The Yogic Body


Fight wedding planning anxiety with these mindfulness practices for the nontraditional bride

‘Tis the season. Wedding season, that is!

As a newly wed, I’m privy to the trials and tribulations that prelude happily ever after. “I do’s” are but a dream when you’re mapping out rehearsal dinners, signing catering contracts, insuring venues, and scheduling porta potty delivery! Not to mention the sudden presence of your most distant of distant relatives who very suddenly want a piece of the pie (a.k.a wedding cake). The saying “everyone’s a critic” was absolutely coined by someone planning a wedding.

Yes, everyone becomes a critic. Some worse than others. While my Dad had something to say about buying my dress off Etsy, my Mom’s work friends couldn’t believe I wasn’t going to wear a veil! I was even astonished when my venue scoffed that I wasn’t carrying a bouquet down the aisle. The eye rolls were palpable. While I valued certain tradition like cake cutting and wearing something new, old, borrowed, and blue, I also saw the value of modernizing my own wedding ceremony and reception.

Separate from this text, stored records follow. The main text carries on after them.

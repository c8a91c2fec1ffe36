//! Monster storage
//!
//! Handlers only see the [`MonsterStore`] trait through `Arc<dyn MonsterStore>`
//! in the application state. The bundled implementation keeps everything in
//! memory; records live for the lifetime of the process.
//!
//! ```rust,ignore
//! use htmx_patterns::store::{InMemoryMonsterStore, MonsterStore, Ordering};
//!
//! let store = InMemoryMonsterStore::new();
//! let boris = store.create(NewMonster::new("Boris")).await?;
//! let all = store.list(Ordering::ByName).await?;
//! ```

mod error;
mod memory;

pub use error::{StoreError, StoreErrorKind, StoreOperation};
pub use memory::InMemoryMonsterStore;

use async_trait::async_trait;
use chrono::NaiveDate;

use crate::models::{random_monsters, Monster, MonsterId, NewMonster, Transition};

/// Result type for store operations
pub type StoreResult<T> = std::result::Result<T, StoreError>;

/// Ordering for [`MonsterStore::list`]
#[derive(Debug, Clone, Copy, Default, PartialEq, Eq)]
pub enum Ordering {
    /// Creation order
    #[default]
    ById,
    /// Alphabetical, ties broken by id
    ByName,
}

/// Persistence for monsters.
#[async_trait]
pub trait MonsterStore: Send + Sync {
    /// Fetch one monster, failing with a not-found error if it does not exist
    async fn get(&self, id: MonsterId) -> StoreResult<Monster>;

    /// The monster with the lowest id, if any
    async fn first(&self) -> StoreResult<Option<Monster>>;

    /// All monsters in the requested order
    async fn list(&self, ordering: Ordering) -> StoreResult<Vec<Monster>>;

    async fn count(&self) -> StoreResult<usize>;

    /// Insert a new monster and return it with its assigned id
    async fn create(&self, new: NewMonster) -> StoreResult<Monster>;

    /// Persist every field of an existing monster
    async fn save(&self, monster: &Monster) -> StoreResult<()>;

    async fn delete(&self, id: MonsterId) -> StoreResult<()>;
}

/// Load a monster, apply `transition` and persist the result.
pub async fn transition(
    store: &dyn MonsterStore,
    id: MonsterId,
    transition: Transition,
) -> StoreResult<Monster> {
    let mut monster = store.get(id).await?;
    monster.apply(transition);
    store.save(&monster).await?;
    tracing::debug!(monster_id = id, %transition, is_happy = monster.is_happy, "Monster transitioned");
    Ok(monster)
}

/// Generate and store `count` random monsters.
pub async fn make_monsters(
    store: &dyn MonsterStore,
    count: usize,
    today: NaiveDate,
) -> StoreResult<Vec<Monster>> {
    let mut created = Vec::with_capacity(count);
    for new in random_monsters(count, today) {
        created.push(store.create(new).await?);
    }
    Ok(created)
}

#[cfg(test)]
mod tests {
    use super::*;

    #[tokio::test]
    async fn test_transition_persists() {
        let store = InMemoryMonsterStore::new();
        let m = store.create(NewMonster::new("Agnes").happy(true)).await.unwrap();

        let kicked = transition(&store, m.id, Transition::Kick).await.unwrap();
        assert!(!kicked.is_happy);
        assert!(!store.get(m.id).await.unwrap().is_happy);

        let toggled = transition(&store, m.id, Transition::Toggle).await.unwrap();
        assert!(toggled.is_happy);
        assert!(store.get(m.id).await.unwrap().is_happy);
    }

    #[tokio::test]
    async fn test_transition_missing_monster() {
        let store = InMemoryMonsterStore::new();
        let err = transition(&store, 99, Transition::Hug).await.unwrap_err();
        assert!(err.is_not_found());
    }

    #[tokio::test]
    async fn test_make_monsters() {
        let store = InMemoryMonsterStore::new();
        let today = NaiveDate::from_ymd_opt(2024, 6, 1).unwrap();
        let created = make_monsters(&store, 4, today).await.unwrap();
        assert_eq!(created.len(), 4);
        assert_eq!(store.count().await.unwrap(), 4);
    }
}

Here in lies the internal and external plight of the nontraditional bride. While we so desperately desire to make our wedding our own, we are often met with skepticism throughout the wedding planning process. As a natural people-pleaser, I grew anxious to share my honest wishes for my big day. After all, the number one piece of advice I received was, “Be true to yourself. It’s your day,” followed by all the ways everyone else coulda, shoulda, woulda. So, you can see how I was confused and close to pulling my hair out asking myself, “Should I make it my day? Or should I welcome tradition to make everyone else… comfortable?”

Finally, I came to a simple conclusion. Everyone else’s requests were not worth my energy. Of course, this was easier said than done until I embraced these mindfulness practices.

  • Compassionate Listening

I put on my best Buddhist Monk impression and, rather than respond to every comment, I listened with true compassion. Compassionate listening allowed me to hear advice without judgement. I was no longer internalizing all those expectations from the peanut gallery! As everyone spoke their ideas, I listened with all ears and an open heart and compassionately responded saying, “Thank you. I’ll consider it.” Once I recognized people only want to be heard, I could let go of all the pressure I believed they were putting on me.


  • Loving Kindness Meditation


Just imagine becoming a big melty ball of meditation – that’s what loving kindness should feel like. When all those stresses crept in, when the deadline to book snuck up, when everything seemed so inevitably soon, I sat with myself for a silent, solitary moment. In my loving kindness meditation, I happily thought about everyone involved in planning my wedding. Especially at times when I felt like my parents’ weren’t “getting it”, when my friends and I weren’t on the same page, or if my fiance wasn’t quite understanding the itinerary, I closed my eyes, smiled, and took a breath before extending only loving kindness to all those around me.


  • Surrender


At times I was worried I would have to settle for anything but the fairy tale image in my mind. When the option was to simplify my ideal day or stick it out with stress in tow, I chose something entirely out of left field. I surrendered to the process! After all, our wedding is so much more than the stresses of planning it! In surrendering, I allowed all possibilities to bring me joy. In the end, it’s only you and the one you tell, “I do.”